Pédopsychiatre le plus connu de France, Marcel Rufo est plutôt d'obédience rugby, de par ses origines toulonnaises. Mais sa proximité avec Marseille l'amène aussi, souvent, à aller chercher dans le football de nombreux leviers pédagogiques. Face à la banalisation d'une certaine forme de violence liée à la catégorie U19 notamment (mais pas que), il pousse les éducateurs à anticiper, à prévenir... tout en stigmatisant le modèle professionnel offert en pâture à nos enfants, à nos adolescents. Et pour lui, pas de doute, le système de formation à la française est à revoir. (par F.D.)




Quand la violence remplace la réflexion...
Quand la violence remplace la réflexion...
M. Rufo, selon vous, pourquoi la catégorie U19 est-elle la plus difficile à gérer dans le football, n'est-ce qu'une affaire d'âge... bête ?
Non, pas forcément, je pense que ça peut aussi correspondre à un processus de formation qui se termine... bien pour certains - les rares qui ont l'occasion de continuer leur parcours vers le professionnalisme -, et mal pour la majorité qui prennent conscience qu'ils ne seront certainement jamais pros. Cela crée forcément des frustrations, des dépressions. Je compare souvent ce sentiment à ce que vivent les étudiants en prépa qui n'intègrent pas les grandes écoles. J'ai vu beaucoup de dépression et même de suicides.

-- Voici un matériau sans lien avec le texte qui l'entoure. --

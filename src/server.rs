//! HTTP surface for out-of-process collaborators.
//!
//! The core is a same-process synchronous API; this module is a thin shim
//! that lets a UI collaborator reach it over localhost. Requests are
//! decoded into the facade's own types and run on a blocking thread, since
//! the store is synchronous today.

use std::sync::{Arc, Mutex};

use axum::http::StatusCode;
use axum::{Json, Router as HttpRouter, routing::post};
use serde::{Deserialize, Serialize};
use serde_json::Value as JsonValue;
use tower_http::cors::{Any, CorsLayer};
use tracing::warn;

use crate::error::StoreError;
use crate::persist::{Cmp, Filter, SortOrder};
use crate::provider::InventoryProvider;
use crate::schema::{Value, Values};

/// The provider behind a mutex: the store serializes writes through its
/// connection, and the mutex keeps the shim honest about it.
pub type SharedProvider = Arc<Mutex<InventoryProvider>>;

#[derive(Deserialize)]
pub struct FilterClause {
    pub column: String,
    pub op: String,
    pub value: JsonValue,
}

#[derive(Deserialize)]
pub struct QueryRequest {
    pub identifier: String,
    #[serde(default)]
    pub projection: Option<Vec<String>>,
    #[serde(default)]
    pub filter: Vec<FilterClause>,
    #[serde(default)]
    pub order_by: Option<String>,
    #[serde(default)]
    pub descending: bool,
}

#[derive(Deserialize)]
pub struct WriteRequest {
    pub identifier: String,
    #[serde(default)]
    pub values: serde_json::Map<String, JsonValue>,
    #[serde(default)]
    pub filter: Vec<FilterClause>,
}

#[derive(Deserialize)]
pub struct IdentifierRequest {
    pub identifier: String,
}

#[derive(Serialize)]
pub struct ApiResponse {
    pub status: String,
    #[serde(skip_serializing_if = "Option::is_none")]
    pub rows: Option<Vec<serde_json::Map<String, JsonValue>>>,
    #[serde(skip_serializing_if = "Option::is_none")]
    pub row_count: Option<usize>,
    #[serde(skip_serializing_if = "Option::is_none")]
    pub id: Option<i64>,
    #[serde(skip_serializing_if = "Option::is_none")]
    pub count: Option<usize>,
    #[serde(skip_serializing_if = "Option::is_none")]
    pub content_type: Option<String>,
    #[serde(skip_serializing_if = "Option::is_none")]
    pub error: Option<String>,
}

impl ApiResponse {
    fn ok() -> ApiResponse {
        ApiResponse {
            status: "ok".into(),
            rows: None,
            row_count: None,
            id: None,
            count: None,
            content_type: None,
            error: None,
        }
    }
    fn error(message: String) -> ApiResponse {
        ApiResponse { status: "error".into(), error: Some(message), ..ApiResponse::ok() }
    }
}

type Reply = (StatusCode, Json<ApiResponse>);

fn failure(e: &StoreError) -> Reply {
    let status = match e {
        StoreError::UnrecognizedIdentifier(_) => StatusCode::NOT_FOUND,
        StoreError::Validation(_)
        | StoreError::UnsupportedOperation(_)
        | StoreError::UnknownColumn(_) => StatusCode::BAD_REQUEST,
        _ => StatusCode::INTERNAL_SERVER_ERROR,
    };
    let message = format!("{e}");
    warn!(%message, code = %status.as_u16(), "request failed");
    (status, Json(ApiResponse::error(message)))
}

fn bad_request(message: String) -> Reply {
    warn!(%message, "request rejected");
    (StatusCode::BAD_REQUEST, Json(ApiResponse::error(message)))
}

fn join_failure() -> Reply {
    (StatusCode::INTERNAL_SERVER_ERROR, Json(ApiResponse::error("join error".into())))
}

fn json_to_value(value: &JsonValue) -> Result<Value, String> {
    match value {
        JsonValue::String(s) => Ok(Value::Text(s.clone())),
        JsonValue::Number(n) => n
            .as_i64()
            .map(Value::Integer)
            .ok_or_else(|| format!("{n} is not a whole number")),
        JsonValue::Null => Ok(Value::Null),
        other => Err(format!("unsupported value {other}")),
    }
}

fn decode_values(map: &serde_json::Map<String, JsonValue>) -> Result<Values, String> {
    let mut values = Values::new();
    for (column, value) in map {
        values.put(column, json_to_value(value)?);
    }
    Ok(values)
}

fn decode_filter(clauses: &[FilterClause]) -> Result<Filter, String> {
    let mut filter = Filter::all();
    for clause in clauses {
        let cmp = match clause.op.as_str() {
            "eq" => Cmp::Eq,
            "ne" => Cmp::Ne,
            "lt" => Cmp::Lt,
            "le" => Cmp::Le,
            "gt" => Cmp::Gt,
            "ge" => Cmp::Ge,
            other => return Err(format!("unsupported comparison {other}")),
        };
        filter = filter.and(&clause.column, cmp, json_to_value(&clause.value)?);
    }
    Ok(filter)
}

fn encode_rows(rows: Vec<Values>) -> Vec<serde_json::Map<String, JsonValue>> {
    rows.iter()
        .map(|row| {
            row.iter()
                .map(|(column, value)| {
                    let json = match value {
                        Value::Text(s) => JsonValue::String(s.clone()),
                        Value::Integer(i) => JsonValue::Number((*i).into()),
                        Value::Null => JsonValue::Null,
                    };
                    (column.to_owned(), json)
                })
                .collect()
        })
        .collect()
}

// Runs one synchronous provider call on a blocking thread.
async fn run_blocking<T, F>(provider: SharedProvider, call: F) -> Result<Result<T, StoreError>, Reply>
where
    T: Send + 'static,
    F: FnOnce(&InventoryProvider) -> Result<T, StoreError> + Send + 'static,
{
    tokio::task::spawn_blocking(move || {
        let guard = provider.lock().map_err(|e| StoreError::Lock(e.to_string()))?;
        call(&guard)
    })
    .await
    .map_err(|e| {
        warn!(error = %e, "join error");
        join_failure()
    })
}

/// Build the localhost API router.
pub fn router(provider: SharedProvider) -> HttpRouter {
    let cors = CorsLayer::new()
        .allow_origin(Any)
        .allow_methods([axum::http::Method::POST])
        .allow_headers(Any);

    let query_provider = Arc::clone(&provider);
    let insert_provider = Arc::clone(&provider);
    let update_provider = Arc::clone(&provider);
    let delete_provider = Arc::clone(&provider);
    let type_provider = provider;

    HttpRouter::new()
        .route(
            "/v1/query",
            post(move |Json(req): Json<QueryRequest>| {
                let provider = Arc::clone(&query_provider);
                async move {
                    let filter = match decode_filter(&req.filter) {
                        Ok(filter) => filter,
                        Err(message) => return bad_request(message),
                    };
                    let order = req.order_by.map(|column| {
                        if req.descending {
                            SortOrder::descending(&column)
                        } else {
                            SortOrder::ascending(&column)
                        }
                    });
                    let outcome = run_blocking(provider, move |p| {
                        let projection: Option<Vec<&str>> = req
                            .projection
                            .as_ref()
                            .map(|columns| columns.iter().map(String::as_str).collect());
                        p.query(&req.identifier, projection.as_deref(), &filter, order.as_ref())
                            .map(|snapshot| snapshot.into_rows())
                    })
                    .await;
                    match outcome {
                        Ok(Ok(rows)) => {
                            let mut body = ApiResponse::ok();
                            body.row_count = Some(rows.len());
                            body.rows = Some(encode_rows(rows));
                            (StatusCode::OK, Json(body))
                        }
                        Ok(Err(e)) => failure(&e),
                        Err(reply) => reply,
                    }
                }
            }),
        )
        .route(
            "/v1/insert",
            post(move |Json(req): Json<WriteRequest>| {
                let provider = Arc::clone(&insert_provider);
                async move {
                    let values = match decode_values(&req.values) {
                        Ok(values) => values,
                        Err(message) => return bad_request(message),
                    };
                    let outcome =
                        run_blocking(provider, move |p| p.insert(&req.identifier, &values)).await;
                    match outcome {
                        Ok(Ok(id)) => {
                            let mut body = ApiResponse::ok();
                            body.id = Some(id);
                            (StatusCode::OK, Json(body))
                        }
                        Ok(Err(e)) => failure(&e),
                        Err(reply) => reply,
                    }
                }
            }),
        )
        .route(
            "/v1/update",
            post(move |Json(req): Json<WriteRequest>| {
                let provider = Arc::clone(&update_provider);
                async move {
                    let values = match decode_values(&req.values) {
                        Ok(values) => values,
                        Err(message) => return bad_request(message),
                    };
                    let filter = match decode_filter(&req.filter) {
                        Ok(filter) => filter,
                        Err(message) => return bad_request(message),
                    };
                    let outcome = run_blocking(provider, move |p| {
                        p.update(&req.identifier, &values, &filter)
                    })
                    .await;
                    match outcome {
                        Ok(Ok(count)) => {
                            let mut body = ApiResponse::ok();
                            body.count = Some(count);
                            (StatusCode::OK, Json(body))
                        }
                        Ok(Err(e)) => failure(&e),
                        Err(reply) => reply,
                    }
                }
            }),
        )
        .route(
            "/v1/delete",
            post(move |Json(req): Json<WriteRequest>| {
                let provider = Arc::clone(&delete_provider);
                async move {
                    let filter = match decode_filter(&req.filter) {
                        Ok(filter) => filter,
                        Err(message) => return bad_request(message),
                    };
                    let outcome =
                        run_blocking(provider, move |p| p.delete(&req.identifier, &filter)).await;
                    match outcome {
                        Ok(Ok(count)) => {
                            let mut body = ApiResponse::ok();
                            body.count = Some(count);
                            (StatusCode::OK, Json(body))
                        }
                        Ok(Err(e)) => failure(&e),
                        Err(reply) => reply,
                    }
                }
            }),
        )
        .route(
            "/v1/type",
            post(move |Json(req): Json<IdentifierRequest>| {
                let provider = Arc::clone(&type_provider);
                async move {
                    let outcome =
                        run_blocking(provider, move |p| p.type_of(&req.identifier)).await;
                    match outcome {
                        Ok(Ok(content_type)) => {
                            let mut body = ApiResponse::ok();
                            body.content_type = Some(content_type);
                            (StatusCode::OK, Json(body))
                        }
                        Ok(Err(e)) => failure(&e),
                        Err(reply) => reply,
                    }
                }
            }),
        )
        .layer(cors)
}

De là à devenir agressif, à engendrer autant de problèmes de violence, il y a un pas que de plus en plus de jeunes footeux de moins de 19 ans effectuent...
C'est le passage à l'acte tel qu'on le remarque aussi dans les lycées techniques ou professionnels où la violence remplace la réflexion. Les ados à cet âge et dans cette situation prennent comme une offense personnelle une remarque d'un adversaire, une décision de l'arbitre...

Que faire lorsqu'on est éducateur pour tenter d'enrayer ce processus ?
L'éducateur doit anticiper. S'il y a bien quelqu'un qui les connait, c'est bien lui. M..., il les connait ses gosses, c'est à lui d'agir ! Il a un rôle évidemment capital. En dehors du football ou du sport, on parle de groupes de paroles pour faire redescendre la pression et libérer les énergies enfouies. Dans le football, les entraîneurs ou les éducateurs peuvent parler avant un match, ou à la mi-temps, ou après le match. C'est important car ça permet de prévenir, d'anticiper et de rappeler les valeurs du sport justement. C'est bien à ça que ça doit aussi servir le football, non ! Travailler ensemble, défendre ensemble, gagner ou perdre ensemble, rester solidaire, ce sont des valeurs qui participent à la construction de l'individu. Personnellement, je prendrais aussi en tête à tête, avant le match, pendant trois ou quatre minutes, les joueurs les plus fragiles, ceux qu'on sait "à risque". Et puis, surtout, il faut sans cesse sacraliser le rôle de l'arbitre.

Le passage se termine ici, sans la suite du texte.